**YOUR OBJECTIVE:**
From the records below, take each line where the string "step" shows up and copy it.

Stored items from a collection:
use indexmap::IndexMap;
use serde::{Deserialize, Serialize};
use std::borrow::Cow;

/// Russian grammatical number categories.
#[derive(Debug, Copy, Clone, PartialEq, Eq, Hash, Serialize, Deserialize)]
#[serde(rename_all = "lowercase")]
pub enum PluralCategory {
    /// Counts ending in 1, except 11: *один рубль*.
    One,
    /// Counts ending in 2-4, except 12-14: *два рубля*.
    Few,
    /// Zero, counts ending in 5-9 or 0, and 11-19: *пять рублей*.
    Many,
}

impl PluralCategory {
    /// Category of a count. Negative counts are categorised by their absolute value.
    pub fn of(number: i64) -> Self {
        let n = number.unsigned_abs();
        if (5..20).contains(&(n % 100)) {
            return PluralCategory::Many;
        }
        match n % 10 {
            1 => PluralCategory::One,
            2..=4 => PluralCategory::Few,
            _ => PluralCategory::Many,
        }
    }
}

/// The three word forms of a noun, ordered `one`, `few`, `many`.
#[derive(Debug, Clone, PartialEq, Eq, Serialize, Deserialize)]
pub struct PluralForm {
    pub one: Cow<'static, str>,
    pub few: Cow<'static, str>,
    pub many: Cow<'static, str>,
}

/// Word forms for rubles.
pub static RUBLE_FORMS: PluralForm = PluralForm::from_static("рубль", "рубля", "рублей");
/// Word forms for kopeks.
pub static KOPEK_FORMS: PluralForm = PluralForm::from_static("копейка", "копейки", "копеек");

impl PluralForm {
    pub fn new(
        one: impl Into<Cow<'static, str>>,
        few: impl Into<Cow<'static, str>>,
        many: impl Into<Cow<'static, str>>,
    ) -> Self {
        PluralForm {
            one: one.into(),
            few: few.into(),
            many: many.into(),
        }
    }

    pub const fn from_static(one: &'static str, few: &'static str, many: &'static str) -> Self {
        PluralForm {
            one: Cow::Borrowed(one),
            few: Cow::Borrowed(few),
            many: Cow::Borrowed(many),
        }
    }

    pub fn select(&self, category: PluralCategory) -> &str {
        match category {
            PluralCategory::One => &self.one,
            PluralCategory::Few => &self.few,
            PluralCategory::Many => &self.many,
        }
    }
}

impl From<[&'static str; 3]> for PluralForm {
    fn from(item: [&'static str; 3]) -> Self {
        PluralForm::from_static(item[0], item[1], item[2])
    }
}

/// Select the form of `forms` that agrees with `number`.
///
/// ```rust
/// # use calfmt::formatting::{pluralize, RUBLE_FORMS};
/// assert_eq!(pluralize(1, &RUBLE_FORMS), "рубль");
/// assert_eq!(pluralize(3, &RUBLE_FORMS), "рубля");
/// assert_eq!(pluralize(11, &RUBLE_FORMS), "рублей");
/// assert_eq!(pluralize(21, &RUBLE_FORMS), "рубль");
/// ```
pub fn pluralize(number: i64, forms: &PluralForm) -> &str {
    forms.select(PluralCategory::of(number))
}

/// Word forms keyed by unit name, in insertion order.
#[derive(Debug, Clone, PartialEq, Eq, Serialize, Deserialize)]
#[serde(transparent)]
pub struct WordFormsTable(IndexMap<String, PluralForm>);

impl WordFormsTable {
    pub fn new() -> Self {
        WordFormsTable(IndexMap::new())
    }

    /// The currency table with `ruble` and `kopek`.
    pub fn currency() -> Self {
        let mut table = WordFormsTable::new();
        table.insert("ruble", RUBLE_FORMS.clone());
        table.insert("kopek", KOPEK_FORMS.clone());
        table
    }

    /// Insert forms for `unit`, returning the forms it replaced.
    pub fn insert(&mut self, unit: impl Into<String>, forms: PluralForm) -> Option<PluralForm> {
        self.0.insert(unit.into(), forms)
    }

    pub fn get(&self, unit: &str) -> Option<&PluralForm> {
        self.0.get(unit)
    }

    pub fn units(&self) -> impl Iterator<Item = &str> {
        self.0.keys().map(String::as_str)
    }

    pub fn len(&self) -> usize {
        self.0.len()
    }

    pub fn is_empty(&self) -> bool {
        self.0.is_empty()
    }

    /// The form of `unit` for `number`, if the unit is known.
    pub fn pluralize(&self, unit: &str, number: i64) -> Option<&str> {
        self.get(unit).map(|forms| pluralize(number, forms))
    }
}

impl Default for WordFormsTable {
    fn default() -> Self {
        WordFormsTable::currency()
    }
}

impl FromIterator<(String, PluralForm)> for WordFormsTable {
    fn from_iter<I: IntoIterator<Item = (String, PluralForm)>>(iter: I) -> Self {
        WordFormsTable(IndexMap::from_iter(iter))
    }
}

/// `"{rubles} {ruble form} {kopeks} {kopek form}"`.
pub fn format_plural_amount(rubles: i64, kopeks: i64) -> String {
    format!(
        "{} {} {} {}",
        rubles,
        pluralize(rubles, &RUBLE_FORMS),
        kopeks,
        pluralize(kopeks, &KOPEK_FORMS)
    )
}
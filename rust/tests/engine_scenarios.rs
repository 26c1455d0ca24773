use crate::calendars::{
    udt, udt_hms, CalendarConfig, CalendarInstant, CalendarRangeEngine, Clock, DateArg,
    DatePattern, DateRange, Direction, FixedClock, Granularity,
};
use std::cell::Cell;

/// A clock that advances one day every time it is read.
struct DriftingClock {
    next: Cell<CalendarInstant>,
}

impl Clock for DriftingClock {
    fn now(&self) -> CalendarInstant {
        let current = self.next.get();
        self.next.set(current.saturating_add(1, Granularity::Day));
        current
    }
}

fn engine_at(now: CalendarInstant) -> CalendarRangeEngine<FixedClock> {
    CalendarRangeEngine::new(FixedClock::new(now))
}

#[test]
fn inner_week_window_reads_the_clock_once() {
    // Tuesday 5th March 2024; a second read would see Wednesday
    let clock = DriftingClock {
        next: Cell::new(udt(2024, 3, 5)),
    };
    let engine = CalendarRangeEngine::new(&clock);
    let window = engine.inner_week_window();
    assert_eq!(window, DateRange::new(udt(2024, 3, 1), udt(2024, 3, 4)));
}

#[test]
fn inner_week_window_over_a_whole_week() {
    let expected: Vec<(u32, Option<(u32, u32)>)> = vec![
        (3, None),          // Sunday
        (4, None),          // Monday
        (5, Some((1, 4))),  // Tuesday: Friday to Monday
        (6, None),          // Wednesday
        (7, None),          // Thursday
        (8, Some((5, 7))),  // Friday: Tuesday to Thursday
        (9, None),          // Saturday
    ];
    for (day, window) in expected {
        let now = udt_hms(2024, 3, day, 13, 0, 0);
        let range = engine_at(now).inner_week_window();
        match window {
            Some((begin, end)) => {
                assert_eq!(range, DateRange::new(udt(2024, 3, begin), udt(2024, 3, end)));
            }
            None => assert_eq!(range, DateRange::point(now)),
        }
        assert!(range.begin <= range.end);
    }
}

#[test]
fn inner_week_window_across_month_boundary() {
    // Tuesday 2nd April 2024
    let range = engine_at(udt(2024, 4, 2)).inner_week_window();
    assert_eq!(range, DateRange::new(udt(2024, 3, 29), udt(2024, 4, 1)));
}

#[test]
fn previous_work_day_across_year_boundary() {
    // Monday 1st January 2024
    let engine = engine_at(udt_hms(2024, 1, 1, 8, 0, 0));
    assert_eq!(engine.previous_work_day(), udt(2023, 12, 29));
}

#[test]
fn month_range_feeds_in_range() {
    let engine = engine_at(udt(2024, 2, 14));
    let range = engine.month_range();
    assert!(engine.in_range("2024-02-01", &range, None));
    assert!(engine.in_range("2024-02-29", &range, None));
    assert!(!engine.in_range("2024-03-01", &range, None));
}

#[test]
fn previous_month_range_contains_every_day_of_the_month() {
    let engine = engine_at(udt(2024, 3, 15));
    let range = engine.previous_month_range();
    let mut day = udt(2024, 2, 1);
    while day < udt(2024, 3, 1) {
        assert!(range.contains(&day.end_of(Granularity::Day)));
        day = day.saturating_add(1, Granularity::Day);
    }
    assert!(!range.contains(&udt(2024, 3, 1)));
}

#[test]
fn yesterday_range_matches_previous_day() {
    let engine = engine_at(udt_hms(2024, 3, 1, 0, 0, 1));
    let range = engine.yesterday_range();
    assert_eq!(range, DateRange::new(udt(2024, 2, 29), udt(2024, 3, 1)));
    assert!(range.contains_half_open(&udt_hms(2024, 2, 29, 23, 59, 59)));
    assert!(!range.contains_half_open(&udt(2024, 3, 1)));
}

#[test]
fn configured_comparison_pattern_is_used_by_default() {
    let config = CalendarConfig {
        comparison_pattern: DatePattern::display_date(),
        ..CalendarConfig::default()
    };
    let engine = CalendarRangeEngine::with_config(FixedClock::new(udt(2024, 3, 7)), config);
    assert!(engine.is_before("06.03.2024", DateArg::Absent, None));
    assert!(engine.is_before_or_equal("07.03.2024", DateArg::Absent, None));
    assert!(!engine.is_before("2024-03-06", DateArg::Absent, None));
}

#[test]
fn shift_month_and_days_between_agree() {
    let engine = engine_at(udt(2024, 1, 31));
    let later = engine.shift_month(1, Direction::Add);
    assert_eq!(later, udt(2024, 2, 29));
    assert_eq!(engine.days_between(&engine.current_instant(), &later), 29.0);
}
use chrono::prelude::*;
use chrono::{Days, Months, SecondsFormat, TimeDelta};
use serde::{Deserialize, Serialize};
use std::fmt;
use std::str::FromStr;

use crate::error::{CalendarError, CalendarResult};

/// Create a [`CalendarInstant`] at UTC midnight of the given date.
///
/// Panics if date values are invalid.
pub fn udt(year: i32, month: u32, day: u32) -> CalendarInstant {
    udt_hms(year, month, day, 0, 0, 0)
}

/// Create a [`CalendarInstant`] at the given UTC date and wall time.
///
/// Panics if date or time values are invalid.
pub fn udt_hms(year: i32, month: u32, day: u32, hour: u32, min: u32, sec: u32) -> CalendarInstant {
    let naive = NaiveDate::from_ymd_opt(year, month, day)
        .expect("`year`, `month` `day` are invalid.")
        .and_hms_opt(hour, min, sec)
        .expect("`hour`, `min`, `sec` are invalid.");
    CalendarInstant::from_naive(naive)
}

/// A unit of calendar arithmetic and comparison.
#[derive(Debug, Copy, Clone, PartialEq, Eq, Hash, PartialOrd, Ord, Serialize, Deserialize)]
#[serde(rename_all = "lowercase")]
pub enum Granularity {
    Year,
    Month,
    Week,
    Day,
    Hour,
    Minute,
    Second,
    Millisecond,
}

impl Granularity {
    /// Fixed-length span for `amount` units. `None` for calendar units (months and years) or
    /// on overflow.
    fn delta(&self, amount: i64) -> Option<TimeDelta> {
        match self {
            Granularity::Year | Granularity::Month => None,
            Granularity::Week => TimeDelta::try_weeks(amount),
            Granularity::Day => TimeDelta::try_days(amount),
            Granularity::Hour => TimeDelta::try_hours(amount),
            Granularity::Minute => TimeDelta::try_minutes(amount),
            Granularity::Second => TimeDelta::try_seconds(amount),
            Granularity::Millisecond => TimeDelta::try_milliseconds(amount),
        }
    }
}

impl FromStr for Granularity {
    type Err = CalendarError;

    /// Accepts the long names in singular or plural and the short aliases
    /// `y`, `M`, `w`, `d`, `h`, `m`, `s`, `ms`.
    fn from_str(s: &str) -> Result<Self, Self::Err> {
        // `M` (month) and `m` (minute) only differ by case.
        match s {
            "M" => return Ok(Granularity::Month),
            "m" => return Ok(Granularity::Minute),
            _ => {}
        }
        match s.to_lowercase().as_str() {
            "y" | "year" | "years" => Ok(Granularity::Year),
            "month" | "months" => Ok(Granularity::Month),
            "w" | "week" | "weeks" => Ok(Granularity::Week),
            "d" | "day" | "days" => Ok(Granularity::Day),
            "h" | "hour" | "hours" => Ok(Granularity::Hour),
            "minute" | "minutes" => Ok(Granularity::Minute),
            "s" | "second" | "seconds" => Ok(Granularity::Second),
            "ms" | "millisecond" | "milliseconds" => Ok(Granularity::Millisecond),
            _ => Err(CalendarError::UnknownUnit {
                unit: s.to_string(),
            }),
        }
    }
}

impl fmt::Display for Granularity {
    fn fmt(&self, f: &mut fmt::Formatter<'_>) -> fmt::Result {
        let name = match self {
            Granularity::Year => "year",
            Granularity::Month => "month",
            Granularity::Week => "week",
            Granularity::Day => "day",
            Granularity::Hour => "hour",
            Granularity::Minute => "minute",
            Granularity::Second => "second",
            Granularity::Millisecond => "millisecond",
        };
        f.write_str(name)
    }
}

/// Whether a shift moves forward or backward in time.
#[derive(Debug, Copy, Clone, PartialEq, Eq, Serialize, Deserialize)]
#[serde(rename_all = "lowercase")]
pub enum Direction {
    Add,
    Subtract,
}

impl Direction {
    fn signed(&self, amount: i64) -> i64 {
        match self {
            Direction::Add => amount,
            Direction::Subtract => amount.saturating_neg(),
        }
    }
}

/// An immutable point in time, normalized to UTC.
///
/// Day boundaries are UTC midnight. Weeks start on Sunday, matching the day index convention
/// of [`CalendarInstant::day_of_week`] (Sunday = 0 ... Saturday = 6).
#[derive(Debug, Copy, Clone, PartialEq, Eq, PartialOrd, Ord, Hash, Serialize, Deserialize)]
#[serde(transparent)]
pub struct CalendarInstant(DateTime<Utc>);

impl CalendarInstant {
    pub fn from_utc(datetime: DateTime<Utc>) -> Self {
        CalendarInstant(datetime)
    }

    /// Interpret a naive date-time as UTC wall time.
    pub fn from_naive(naive: NaiveDateTime) -> Self {
        CalendarInstant(Utc.from_utc_datetime(&naive))
    }

    pub fn into_inner(self) -> DateTime<Utc> {
        self.0
    }

    pub fn naive(&self) -> NaiveDateTime {
        self.0.naive_utc()
    }

    pub fn date(&self) -> NaiveDate {
        self.0.date_naive()
    }

    pub fn weekday(&self) -> Weekday {
        self.0.weekday()
    }

    /// Day index with Sunday = 0 ... Saturday = 6.
    pub fn day_of_week(&self) -> u32 {
        self.0.weekday().num_days_from_sunday()
    }

    /// Parse ISO-8601 text: RFC 3339 with offset, or a naive date or date-time read as UTC.
    pub fn parse_iso(text: &str) -> CalendarResult<Self> {
        const NAIVE_DATETIMES: [&str; 4] = [
            "%Y-%m-%dT%H:%M:%S%.f",
            "%Y-%m-%d %H:%M:%S%.f",
            "%Y-%m-%dT%H:%M",
            "%Y-%m-%d %H:%M",
        ];
        const NAIVE_DATES: [&str; 2] = ["%Y-%m-%d", "%Y%m%d"];

        let text = text.trim();
        if text.is_empty() {
            return Err(CalendarError::EmptyInput);
        }
        if let Ok(datetime) = DateTime::parse_from_rfc3339(text) {
            return Ok(CalendarInstant(datetime.with_timezone(&Utc)));
        }
        for fmt in NAIVE_DATETIMES {
            if let Ok(naive) = NaiveDateTime::parse_from_str(text, fmt) {
                return Ok(Self::from_naive(naive));
            }
        }
        for fmt in NAIVE_DATES {
            if let Ok(date) = NaiveDate::parse_from_str(text, fmt) {
                return Ok(Self::from_naive(date.and_time(NaiveTime::MIN)));
            }
        }
        Err(CalendarError::Unparseable {
            value: text.to_string(),
            pattern: "ISO-8601".to_string(),
        })
    }

    /// Shift by `amount` units. Month and year shifts clamp the day to the length of the
    /// target month, e.g. 31st January plus one month is 29th February in a leap year.
    pub fn add(self, amount: i64, unit: Granularity) -> CalendarResult<Self> {
        let shifted = match unit {
            Granularity::Year | Granularity::Month => {
                let months = match unit {
                    Granularity::Year => amount.checked_mul(12),
                    _ => Some(amount),
                }
                .ok_or(CalendarError::OutOfRange)?;
                let step = Months::new(
                    u32::try_from(months.unsigned_abs()).map_err(|_| CalendarError::OutOfRange)?,
                );
                if months < 0 {
                    self.0.checked_sub_months(step)
                } else {
                    self.0.checked_add_months(step)
                }
            }
            _ => unit
                .delta(amount)
                .and_then(|delta| self.0.checked_add_signed(delta)),
        };
        shifted.map(CalendarInstant).ok_or(CalendarError::OutOfRange)
    }

    pub fn subtract(self, amount: i64, unit: Granularity) -> CalendarResult<Self> {
        let negated = amount.checked_neg().ok_or(CalendarError::OutOfRange)?;
        self.add(negated, unit)
    }

    /// As [`CalendarInstant::add`] but clamped to the representable range.
    pub fn saturating_add(self, amount: i64, unit: Granularity) -> Self {
        self.add(amount, unit).unwrap_or(if amount < 0 {
            CalendarInstant(DateTime::<Utc>::MIN_UTC)
        } else {
            CalendarInstant(DateTime::<Utc>::MAX_UTC)
        })
    }

    pub fn shift(self, amount: i64, direction: Direction, unit: Granularity) -> Self {
        self.saturating_add(direction.signed(amount), unit)
    }

    /// Truncate to the first instant of the enclosing `unit`.
    pub fn start_of(self, unit: Granularity) -> Self {
        let date = self.date();
        let time = self.0.time();
        let naive = match unit {
            Granularity::Year => date.with_ordinal(1).unwrap_or(date).and_time(NaiveTime::MIN),
            Granularity::Month => date.with_day(1).unwrap_or(date).and_time(NaiveTime::MIN),
            Granularity::Week => date
                .checked_sub_days(Days::new(u64::from(self.day_of_week())))
                .unwrap_or(date)
                .and_time(NaiveTime::MIN),
            Granularity::Day => date.and_time(NaiveTime::MIN),
            Granularity::Hour => date.and_time(
                NaiveTime::from_hms_opt(time.hour(), 0, 0).unwrap_or(NaiveTime::MIN),
            ),
            Granularity::Minute => date.and_time(
                NaiveTime::from_hms_opt(time.hour(), time.minute(), 0).unwrap_or(NaiveTime::MIN),
            ),
            Granularity::Second => date.and_time(time.with_nanosecond(0).unwrap_or(time)),
            Granularity::Millisecond => {
                let millis = self.0.timestamp_subsec_millis();
                date.and_time(time.with_nanosecond(millis * 1_000_000).unwrap_or(time))
            }
        };
        Self::from_naive(naive)
    }

    /// The last millisecond of the enclosing `unit`, e.g. `23:59:59.999` for a day.
    pub fn end_of(self, unit: Granularity) -> Self {
        self.start_of(unit)
            .add(1, unit)
            .and_then(|next| next.add(-1, Granularity::Millisecond))
            .unwrap_or(CalendarInstant(DateTime::<Utc>::MAX_UTC))
    }

    /// Move to the given day of the current Sunday-based week, keeping the time of day.
    ///
    /// `day_index` uses Sunday = 0 ... Saturday = 6; larger values spill into the next week.
    pub fn with_day_of_week(self, day_index: u32) -> Self {
        let offset = i64::from(day_index) - i64::from(self.day_of_week());
        self.saturating_add(offset, Granularity::Day)
    }

    /// Signed fractional number of days from `self` to `other`.
    pub fn days_until(&self, other: &CalendarInstant) -> f64 {
        const MILLIS_PER_DAY: f64 = 86_400_000.0;
        (other.0 - self.0).num_milliseconds() as f64 / MILLIS_PER_DAY
    }

    /// RFC 3339 text in UTC with second precision, e.g. `2024-03-07T00:00:00Z`.
    pub fn to_iso_string(&self) -> String {
        self.0.to_rfc3339_opts(SecondsFormat::Secs, true)
    }
}

impl From<DateTime<Utc>> for CalendarInstant {
    fn from(item: DateTime<Utc>) -> Self {
        CalendarInstant(item)
    }
}

impl From<NaiveDateTime> for CalendarInstant {
    fn from(item: NaiveDateTime) -> Self {
        CalendarInstant::from_naive(item)
    }
}

impl fmt::Display for CalendarInstant {
    fn fmt(&self, f: &mut fmt::Formatter<'_>) -> fmt::Result {
        f.write_str(&self.to_iso_string())
    }
}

**EXERCISE SOLUTION:**
                let step = Months::new(
                    self.0.checked_sub_months(step)
                    self.0.checked_add_months(step)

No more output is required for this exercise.